There is so much going on in our field right now, it’s difficult to know where to start. For now, we need to address the most pressing deadlines which are for individual coverage. This means coverage that is not provided through an employer-employee relationship.
While there is a lot of talk about repealing the Affordable Care Act (ACA also known as Obamacare), Covered CA is operating under the assumption that it will continue at least until the end of 2017.
Covered CA is the Health Insurance Exchange for our great state of CA. Using this option, an individual may purchase health and dental coverage as well as obtain Advance Premium Tax Credits (APTC) also known as subsidies to help pay the premiums. These subsidies are based on age, income and family size and can be quite substantial. The subsidy is granted under the ACA.
Individuals may also buy health insurance directly from insurance carriers. Anthem Blue Cross and Blue Shield are the primary carriers in our area. These policies are exactly the same as those offered on the Exchange, however there are some additional offerings that have slight variations that are not available on the Exchange. The provider networks are exactly the same whether coverage is purchased on or off the Exchange.
The ACA requires that there be an annual open enrollment period where any individual can apply and be granted coverage regardless of their health history. Once insured, there are no limitations for pre-existing conditions.
The open enrollment period runs from 11/1/2016 to 1/31/2017. Effective dates are based on the application date. Applications received after 1/15/2016 will be effective 3/1/2017.
Absent a qualifying event, MediCAL or Native American Tribal Eligibility, individuals must experience a qualifying event to be eligible to enroll after 1/31. Certain events trigger a Special Enrollment Period (SEP) and include involuntary loss of other qualifying coverage, birth or adoption of a child and marriage.
Many people are feeling uncertain about their options and may think they need not do anything because the ACA is going to be repealed. However, it’s important to note that some of the alternate proposals being discussed include grandfathering those with existing insurance. Essentially, if there is no lapse in coverage, then you would not be subject to pre-existing condition limitations. This could be a good reason to take advantage of open-enrollment and at least get some coverage, even if it is a high deductible plan.
The plans are labeled as bronze, silver, gold and platinum depending on the level of coverage (60, 70, 80 & 90% respectively).

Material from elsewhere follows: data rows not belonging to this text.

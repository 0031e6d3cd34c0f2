use std::sync::Once;

use grounding_core::{
    update, AppState, BoundingBox, ChatAnswer, ChatSource, Chunk, Effect, Grounding, LoadTicket,
    Msg, NavigationOutcome, SearchHit,
};

fn init_logging() {
    static INIT: Once = Once::new();
    INIT.call_once(engine_logging::initialize_for_tests);
}

/// Chunks as decoded from a backend that issues no chunk ids: keys are positions.
fn positional_chunks(count: usize) -> Vec<Chunk> {
    (0..count)
        .map(|i| Chunk {
            key: i.to_string(),
            text: format!("paragraph {i}"),
            chunk_type: "text".to_string(),
            grounding: Some(Grounding {
                page: (i / 4) as u32,
                bbox: Some(BoundingBox::new(0.1, 0.1, 0.9, 0.2)),
            }),
        })
        .collect()
}

fn hit(doc_id: &str, chunk_key: &str) -> SearchHit {
    SearchHit {
        doc_id: doc_id.to_string(),
        chunk_key: chunk_key.to_string(),
        page: 1,
        chunk_type: "text".to_string(),
        text: "matching text".to_string(),
        score: 0.87,
        grounding: None,
    }
}

fn load_ticket(effects: &[Effect], doc: &str) -> LoadTicket {
    effects
        .iter()
        .find_map(|effect| match effect {
            Effect::LoadChunks { doc_id, ticket } if doc_id == doc => Some(*ticket),
            _ => None,
        })
        .expect("load chunks effect")
}

fn with_doc_a_selected() -> AppState {
    let (state, effects) = update(
        AppState::new(),
        Msg::DocumentSelected {
            doc_id: "doc-a".to_string(),
        },
    );
    let ticket = load_ticket(&effects, "doc-a");
    let (state, _) = update(
        state,
        Msg::ChunksLoaded {
            doc_id: "doc-a".to_string(),
            ticket,
            result: Ok(positional_chunks(3)),
        },
    );
    let (state, _) = update(state, Msg::ChunkClicked(2));
    assert_eq!(state.view().selected_chunk, Some(2));
    state
}

#[test]
fn search_hit_in_other_document_selects_target_chunk() {
    init_logging();
    let state = with_doc_a_selected();
    let (state, effects) = update(state, Msg::SearchSubmitted("revenue".to_string()));
    assert_eq!(
        effects,
        vec![Effect::Search {
            query: "revenue".to_string(),
            n_results: 10
        }]
    );
    let (state, _) = update(state, Msg::SearchCompleted(Ok(vec![hit("doc-b", "7")])));
    assert!(state.view().search.visible);

    let (state, effects) = update(state, Msg::SearchResultActivated(0));
    let view = state.view();
    assert!(!view.search.visible);
    assert_eq!(view.selected_chunk, None);
    assert_eq!(view.active.expect("active").doc_id, "doc-b");

    let ticket = load_ticket(&effects, "doc-b");
    let (state, effects) = update(
        state,
        Msg::ChunksLoaded {
            doc_id: "doc-b".to_string(),
            ticket,
            result: Ok(positional_chunks(10)),
        },
    );

    assert_eq!(effects[0], Effect::ScrollListToChunk { index: 7 });
    let view = state.view();
    assert_eq!(view.selected_chunk, Some(7));
    assert_eq!(view.chunks.iter().filter(|c| c.selected).count(), 1);
    assert_eq!(
        view.navigation,
        Some(NavigationOutcome::Selected {
            doc_id: "doc-b".to_string(),
            index: 7
        })
    );
}

#[test]
fn unresolved_key_ends_with_no_selection_and_a_notice() {
    init_logging();
    let state = with_doc_a_selected();
    let (state, _) = update(state, Msg::SearchCompleted(Ok(vec![hit("doc-b", "42")])));
    let (state, effects) = update(state, Msg::SearchResultActivated(0));
    let ticket = load_ticket(&effects, "doc-b");
    let (state, effects) = update(
        state,
        Msg::ChunksLoaded {
            doc_id: "doc-b".to_string(),
            ticket,
            result: Ok(positional_chunks(5)),
        },
    );

    assert!(effects.is_empty());
    let view = state.view();
    assert_eq!(view.selected_chunk, None);
    assert_eq!(view.chunks.len(), 5);
    assert_eq!(
        view.navigation,
        Some(NavigationOutcome::SourceUnavailable {
            doc_id: "doc-b".to_string(),
            chunk_key: "42".to_string()
        })
    );
}

#[test]
fn newer_navigation_supersedes_older_one() {
    init_logging();
    let state = with_doc_a_selected();
    let (state, _) = update(
        state,
        Msg::SearchCompleted(Ok(vec![hit("doc-b", "1"), hit("doc-c", "2")])),
    );
    let (state, first) = update(state, Msg::SearchResultActivated(0));
    let (state, _) = update(state, Msg::SearchCompleted(Ok(vec![hit("doc-c", "2")])));
    let (state, second) = update(state, Msg::SearchResultActivated(0));

    let (state, effects) = update(
        state,
        Msg::ChunksLoaded {
            doc_id: "doc-b".to_string(),
            ticket: load_ticket(&first, "doc-b"),
            result: Ok(positional_chunks(4)),
        },
    );
    assert!(effects.is_empty());
    assert!(state.view().chunks.is_empty());

    let (state, _) = update(
        state,
        Msg::ChunksLoaded {
            doc_id: "doc-c".to_string(),
            ticket: load_ticket(&second, "doc-c"),
            result: Ok(positional_chunks(4)),
        },
    );
    let view = state.view();
    assert_eq!(view.active.expect("active").doc_id, "doc-c");
    assert_eq!(view.selected_chunk, Some(2));
}

#[test]
fn failed_target_load_records_outcome() {
    init_logging();
    let state = with_doc_a_selected();
    let (state, _) = update(state, Msg::SearchCompleted(Ok(vec![hit("doc-b", "1")])));
    let (state, effects) = update(state, Msg::SearchResultActivated(0));
    let (state, _) = update(
        state,
        Msg::ChunksLoaded {
            doc_id: "doc-b".to_string(),
            ticket: load_ticket(&effects, "doc-b"),
            result: Err("503".to_string()),
        },
    );
    let view = state.view();
    assert_eq!(view.selected_chunk, None);
    assert!(view.banner.is_some());
    assert_eq!(
        view.navigation,
        Some(NavigationOutcome::LoadFailed {
            doc_id: "doc-b".to_string()
        })
    );
}

#[test]
fn chat_citation_uses_known_filename() {
    init_logging();
    let (state, _) = update(
        AppState::new(),
        Msg::DocumentsLoaded(Ok(vec![grounding_core::Document {
            doc_id: "0123456789abcdef".to_string(),
            filename: "report.pdf".to_string(),
        }])),
    );
    let (state, _) = update(state, Msg::ChatSubmitted("Where is revenue?".to_string()));
    let (state, _) = update(
        state,
        Msg::ChatAnswered(Ok(ChatAnswer {
            answer: "On page 2.".to_string(),
            sources: vec![
                ChatSource {
                    doc_id: "0123456789abcdef".to_string(),
                    chunk_key: "3".to_string(),
                    filename: None,
                    page: 1,
                    chunk_type: "text".to_string(),
                },
                ChatSource {
                    doc_id: "fedcba9876543210".to_string(),
                    chunk_key: "0".to_string(),
                    filename: None,
                    page: 0,
                    chunk_type: "table".to_string(),
                },
            ],
        })),
    );

    let (named, effects) = update(
        state.clone(),
        Msg::ChatSourceActivated {
            message: 2,
            source: 0,
        },
    );
    assert!(!effects.is_empty());
    assert_eq!(named.view().active.expect("active").display_name, "report.pdf");

    let (unnamed, _) = update(
        state,
        Msg::ChatSourceActivated {
            message: 2,
            source: 1,
        },
    );
    assert_eq!(
        unnamed.view().active.expect("active").display_name,
        "Document fedcba98"
    );
}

Another pressing issue is income verification authorization. This authorization allows the Exchange to verify income with tax records. It must be current in order to qualify for a subsidy. Further, individuals were required to file their tax returns by April 15th 2016 to secure the tax credits for 2015. Since tax returns for 2016 are not due until 4/18/2017, subsidies are subject to filing by that deadline in 2017.
Covered CA has said that if an individual did not actively renew their coverage, they would “auto-renew” into the same plans in which they are currently enrolled. We have cautioned our clients that it is important to double check your Covered CA account to be sure that enrollment is completed accurately.
In some cases the account continues to show that you must “pick a plan” even though you might have thought it auto enrolled. If you don’t remember your login information, you must contact Covered CA to get a new password. The number is 800-300-1506
It’s not a good idea to start all over. You are better served to review your existing account and confirm that enrollment is accurate.
Note to employers: The IRS has extended the deadline for distribution of individual 1095 C’s to employee to March 2, 2017. That is not great news for employees who want to file their taxes early. They will want to have the 1095C to give to the tax preparer.